Particularly insidious is the Board's potential to sabotage mass movements for parity among Dalit Christians, Adivasis and coastal fisherfolk. Dalit Christians have long argued that caste oppression – endogamy, occupational discrimination, segregated spaces, untouchability – persists after conversion, yet the Constitution (Scheduled Castes) Order of 1950 limits Scheduled Caste (SC) benefits to Hindus, Sikhs and Buddhists.
A Supreme Court judgement on March 24, 2026, in Chinthada Anand vs State of Andhra Pradesh reaffirmed this as 'categorical and absolute': conversion to Christianity results in the 'immediate and complete loss' of SC status.

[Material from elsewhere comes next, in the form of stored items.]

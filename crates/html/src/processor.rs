//! Reference host parser
//!
//! A compact tree-construction pass over the tokenizer. It keeps a stack of
//! open elements and reports, for every token it visits, the depth, the
//! breadcrumbs and the insertion mode that handled it. Elements the parser
//! implies (HTML, HEAD, BODY, implied end tags, closers at end of input) are
//! reported as virtual tokens with an empty span at the position of the token
//! that caused them.
//!
//! This is a simplified processor: it covers implied end tags for the common
//! auto-closing elements and foreign content, and reports anything that
//! needs the adoption agency, foster parenting or template handling as
//! unsupported.

use log::{debug, trace};
use parsetrail_dom::elements::is_void_element;
use parsetrail_dom::{Namespace, Span};
use std::collections::VecDeque;
use std::fmt;

use crate::source::{
    AttributeValue, Capabilities, CommentType, ContextElement, DoctypeInfo, HostParser, SourceError, TokenSource,
    TokenType,
};
use crate::tokenizer::{Attributes, Lexeme, Scan, TagLexeme, Tokenizer};

/// Tree-construction state reported for each token
#[derive(Debug, Clone, Copy, PartialEq, Eq)]
pub enum InsertionMode {
    Initial,
    BeforeHtml,
    BeforeHead,
    InHead,
    AfterHead,
    InBody,
    InTable,
    InTableBody,
    InRow,
    InCell,
    InCaption,
    InColumnGroup,
    InSelect,
    InForeignContent,
    AfterBody,
    AfterAfterBody,
}

impl InsertionMode {
    pub fn as_str(self) -> &'static str {
        match self {
            InsertionMode::Initial => "initial",
            InsertionMode::BeforeHtml => "before html",
            InsertionMode::BeforeHead => "before head",
            InsertionMode::InHead => "in head",
            InsertionMode::AfterHead => "after head",
            InsertionMode::InBody => "in body",
            InsertionMode::InTable => "in table",
            InsertionMode::InTableBody => "in table body",
            InsertionMode::InRow => "in row",
            InsertionMode::InCell => "in cell",
            InsertionMode::InCaption => "in caption",
            InsertionMode::InColumnGroup => "in column group",
            InsertionMode::InSelect => "in select",
            InsertionMode::InForeignContent => "in foreign content",
            InsertionMode::AfterBody => "after body",
            InsertionMode::AfterAfterBody => "after after body",
        }
    }
}

impl fmt::Display for InsertionMode {
    fn fmt(&self, f: &mut fmt::Formatter<'_>) -> fmt::Result {
        f.write_str(self.as_str())
    }
}

const HEAD_CONTENT: &[&str] = &["BASE", "BASEFONT", "BGSOUND", "LINK", "META", "NOFRAMES", "SCRIPT", "STYLE", "TITLE"];

const CLOSES_P: &[&str] = &[
    "ADDRESS", "ARTICLE", "ASIDE", "BLOCKQUOTE", "CENTER", "DETAILS", "DIALOG", "DIR", "DIV", "DL", "DD", "DT",
    "FIELDSET", "FIGCAPTION", "FIGURE", "FOOTER", "FORM", "H1", "H2", "H3", "H4", "H5", "H6", "HEADER", "HGROUP",
    "HR", "LI", "LISTING", "MAIN", "MENU", "NAV", "OL", "P", "PRE", "SEARCH", "SECTION", "SUMMARY", "TABLE", "UL",
    "XMP",
];

const HEADINGS: &[&str] = &["H1", "H2", "H3", "H4", "H5", "H6"];

const FORMATTING: &[&str] = &[
    "A", "B", "BIG", "CODE", "EM", "FONT", "I", "NOBR", "S", "SMALL", "STRIKE", "STRONG", "TT", "U",
];

const SCOPE_BOUNDARIES: &[&str] = &["APPLET", "CAPTION", "HTML", "TABLE", "TD", "TH", "MARQUEE", "OBJECT", "TEMPLATE"];

const TABLE_SCOPE_BOUNDARIES: &[&str] = &["HTML", "TABLE", "TEMPLATE"];

const FOSTER_PARENTS: &[&str] = &["TABLE", "TBODY", "THEAD", "TFOOT", "TR"];

/// Tags that leave SVG or MathML content and return to HTML
const FOREIGN_BREAKOUT: &[&str] = &[
    "B", "BIG", "BLOCKQUOTE", "BODY", "BR", "CENTER", "CODE", "DD", "DIV", "DL", "DT", "EM", "EMBED", "H1", "H2",
    "H3", "H4", "H5", "H6", "HEAD", "HR", "I", "IMG", "LI", "LISTING", "MENU", "META", "NOBR", "OL", "P", "PRE",
    "RUBY", "S", "SMALL", "SPAN", "STRONG", "STRIKE", "SUB", "SUP", "TABLE", "TT", "U", "UL", "VAR",
];

const UNSUPPORTED_TAGS: &[&str] = &["TEMPLATE", "FRAMESET", "PLAINTEXT"];

/// SVG element names whose qualified form is camel-cased
const SVG_NAME_ADJUSTMENTS: &[(&str, &str)] = &[
    ("altglyph", "altGlyph"),
    ("animatecolor", "animateColor"),
    ("animatemotion", "animateMotion"),
    ("animatetransform", "animateTransform"),
    ("clippath", "clipPath"),
    ("feblend", "feBlend"),
    ("fecolormatrix", "feColorMatrix"),
    ("fecomposite", "feComposite"),
    ("fedropshadow", "feDropShadow"),
    ("feflood", "feFlood"),
    ("fegaussianblur", "feGaussianBlur"),
    ("feimage", "feImage"),
    ("femerge", "feMerge"),
    ("femergenode", "feMergeNode"),
    ("feoffset", "feOffset"),
    ("feturbulence", "feTurbulence"),
    ("foreignobject", "foreignObject"),
    ("lineargradient", "linearGradient"),
    ("radialgradient", "radialGradient"),
    ("textpath", "textPath"),
];

fn adjust_svg_name(name: &str) -> String {
    SVG_NAME_ADJUSTMENTS
        .iter()
        .find(|(lower, _)| *lower == name)
        .map(|(_, adjusted)| adjusted.to_string())
        .unwrap_or_else(|| name.to_string())
}

/// Entry on the stack of open elements
#[derive(Debug, Clone, PartialEq, Eq)]
struct OpenElement {
    /// Upper-cased local name, as reported by `tag()`
    tag: String,
    /// Local name with SVG camel-casing, upper-cased in HTML
    qualified: String,
    namespace: Namespace,
}

impl OpenElement {
    fn new(name: &str, namespace: Namespace) -> Self {
        let qualified = match namespace {
            Namespace::Html => name.to_ascii_uppercase(),
            Namespace::Svg => adjust_svg_name(&name.to_ascii_lowercase()),
            Namespace::Math => name.to_ascii_lowercase(),
        };
        Self {
            tag: name.to_ascii_uppercase(),
            qualified,
            namespace,
        }
    }

    fn is_html(&self, tag: &str) -> bool {
        self.namespace == Namespace::Html && self.tag == tag
    }

    fn is_html_any(&self, tags: &[&str]) -> bool {
        self.namespace == Namespace::Html && tags.contains(&self.tag.as_str())
    }

    /// Foreign elements whose children are parsed as HTML
    fn is_integration_point(&self) -> bool {
        match self.namespace {
            Namespace::Svg => matches!(self.qualified.as_str(), "foreignObject" | "desc" | "title"),
            Namespace::Math => matches!(self.qualified.as_str(), "mi" | "mo" | "mn" | "ms" | "mtext"),
            Namespace::Html => false,
        }
    }
}

/// Everything reported about one visited token
#[derive(Debug, Clone)]
struct Token {
    token_type: TokenType,
    element: Option<OpenElement>,
    closer: bool,
    self_closing: bool,
    attributes: Attributes,
    text: String,
    comment_type: Option<CommentType>,
    /// `tag()` of a PI-lookalike comment
    target: Option<String>,
    doctype: Option<DoctypeInfo>,
    breadcrumbs: Vec<String>,
    depth: usize,
    mode: InsertionMode,
    is_virtual: bool,
    span: Span,
}

/// How the processor was started
#[derive(Debug, Clone, Copy, PartialEq, Eq)]
enum ParseKind {
    Document,
    /// Fragment inside BODY with no context element reported
    BodyFragment,
    /// Fragment inside a context element taken from another parse
    ContextFragment,
}

/// Token source over one input
pub struct HtmlProcessor {
    tokenizer: Tokenizer,
    capabilities: Capabilities,
    kind: ParseKind,
    stack: Vec<OpenElement>,
    /// Bottom entries that end tags may not pop
    floor: usize,
    phase: InsertionMode,
    pending: VecDeque<Token>,
    current: Option<Token>,
    visited: usize,
    finished: bool,
    paused_at: Option<usize>,
    error: Option<SourceError>,
}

The ruling, while interpreting existing law, sharpens the moral and political demand for legislative amendment to recognise lived caste realities.

A welfare board offers symbolic compensation – perhaps scholarships or grievance cells – while leaving the 1950 Order untouched. If the demand for constitutional equality and anti-caste justice is reframed as a sub-issue within 'Christian welfare', it will dilute alliances with the broader Dalit political movement, social justice formations and anti-caste scholarship.

The state could then split 'good' institutional Christians from 'political' ones, or welfare concerns from justice claims. This fragments the struggle, turning an unfinished anti-caste agenda into an administratively containable minority-management problem.

Adivasi Christians face analogous risks, where tribal identity and customary rights intersect with conversion-related scrutiny under anti-conversion laws.

Coastal Christian communities – particularly fisherfolk and boatmen in Tamil Nadu, Kerala and other regions – this is an existential crisis. They face sea erosion (33.6 per cent of India's coastline is historically vulnerable), cyclones, unstable incomes, fishing bans, weak infrastructure, market pressures and maritime conflicts, as between Tamil Nadu and Sri Lanka.

Villages are shrinking; families are being displaced. The Union Budget 2026-27 allocated ?2,761.80 crore to fisheries, including infrastructure and insurance, yet community leaders emphasise that cash aid falls short. They demand sea walls, storm shelters, landing centres and diplomatic resolutions – not token minority representation. Redirecting fisherfolk towards a denominational board risks depoliticising material distress, allowing the state to claim responsiveness while avoiding expensive structural investments.

At a deeper level, the Board threatens constitutional principles. The Indian state is obliged to protect citizens exercising fundamental rights under Articles 14 (equality), 15 (non-discrimination), and 25–28 (religious freedom), not to 'manage' minorities through quasi-judicial paternalism.

In a majoritarian environment as exists now, minority-specific administrative structures can invite deeper scrutiny, selective incorporation and conditionality. Rights become permissions; representation becomes nomination; protection slides into supervision.
Once the Board defines legitimate interlocutors or narrows issues to personal-law matters, it shifts the Christian question from one of conscience and equality to an administratively governable identity.